▸ Aim of the task
Each entry here needs to be given again exactly.

▸ Dataset entries
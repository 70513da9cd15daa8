use primitive_types::U256;

use crate::types::{Bps, BPS_U128};
use crate::{CvgError, Result};

fn to_u128(v: U256, what: &str) -> Result<u128> {
    if v > U256::from(u128::MAX) {
        return Err(CvgError::BoundedValueExceeded(format!(
            "u128 overflow in {what}"
        )));
    }
    Ok(v.low_u128())
}

/// `floor(a * b / denom)` with a 256-bit intermediate.
pub fn mul_div_floor(a: u128, b: u128, denom: u128) -> Result<u128> {
    if denom == 0 {
        return Err(CvgError::InvalidInput("division by zero".into()));
    }
    // u128 * u128 always fits in 256 bits.
    let num = U256::from(a) * U256::from(b);
    to_u128(num / U256::from(denom), "mul_div")
}

/// `floor(a * b * c / denom)` with a 256-bit intermediate.
pub fn mul3_div_floor(a: u128, b: u128, c: u128, denom: u128) -> Result<u128> {
    if denom == 0 {
        return Err(CvgError::InvalidInput("division by zero".into()));
    }
    let ab = U256::from(a)
        .checked_mul(U256::from(b))
        .ok_or_else(|| CvgError::BoundedValueExceeded("u256 overflow in mul".into()))?;
    let abc = ab
        .checked_mul(U256::from(c))
        .ok_or_else(|| CvgError::BoundedValueExceeded("u256 overflow in mul".into()))?;
    to_u128(abc / U256::from(denom), "mul3_div")
}

pub fn add_u128(a: u128, b: u128) -> Result<u128> {
    a.checked_add(b)
        .ok_or_else(|| CvgError::BoundedValueExceeded("u128 overflow in add".into()))
}

pub fn mul_u128(a: u128, b: u128) -> Result<u128> {
    a.checked_mul(b)
        .ok_or_else(|| CvgError::BoundedValueExceeded("u128 overflow in mul".into()))
}

pub fn floor_bps(amount: u128, bps: Bps) -> Result<u128> {
    mul_div_floor(amount, bps.as_u128(), BPS_U128)
}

▸ Answer space
repository 70513da9cd15daa8
use primitive_types::U256;

use crate::types::{Bps, BPS_U128};
use crate::{CvgError, Result};

fn to_u128(v: U256, what: &str) -> Result<u128> {
    if v > U256::from(u128::MAX) {
        return Err(CvgError::BoundedValueExceeded(format!(
            "u128 overflow in {what}"
        )));
    }
    Ok(v.low_u128())
}

/// `floor(a * b / denom)` with a 256-bit intermediate.
pub fn mul_div_floor(a: u128, b: u128, denom: u128) -> Result<u128> {
    if denom == 0 {
        return Err(CvgError::InvalidInput("division by zero".into()));
    }
    // u128 * u128 always fits in 256 bits.
    let num = U256::from(a) * U256::from(b);
    to_u128(num / U256::from(denom), "mul_div")
}

/// `floor(a * b * c / denom)` with a 256-bit intermediate.
pub fn mul3_div_floor(a: u128, b: u128, c: u128, denom: u128) -> Result<u128> {
    if denom == 0 {
        return Err(CvgError::InvalidInput("division by zero".into()));
    }
    let ab = U256::from(a)
        .checked_mul(U256::from(b))
        .ok_or_else(|| CvgError::BoundedValueExceeded("u256 overflow in mul".into()))?;
    let abc = ab
        .checked_mul(U256::from(c))
        .ok_or_else(|| CvgError::BoundedValueExceeded("u256 overflow in mul".into()))?;
    to_u128(abc / U256::from(denom), "mul3_div")
}

pub fn add_u128(a: u128, b: u128) -> Result<u128> {
    a.checked_add(b)
        .ok_or_else(|| CvgError::BoundedValueExceeded("u128 overflow in add".into()))
}

pub fn mul_u128(a: u128, b: u128) -> Result<u128> {
    a.checked_mul(b)
        .ok_or_else(|| CvgError::BoundedValueExceeded("u128 overflow in mul".into()))
}

pub fn floor_bps(amount: u128, bps: Bps) -> Result<u128> {
    mul_div_floor(amount, bps.as_u128(), BPS_U128)
}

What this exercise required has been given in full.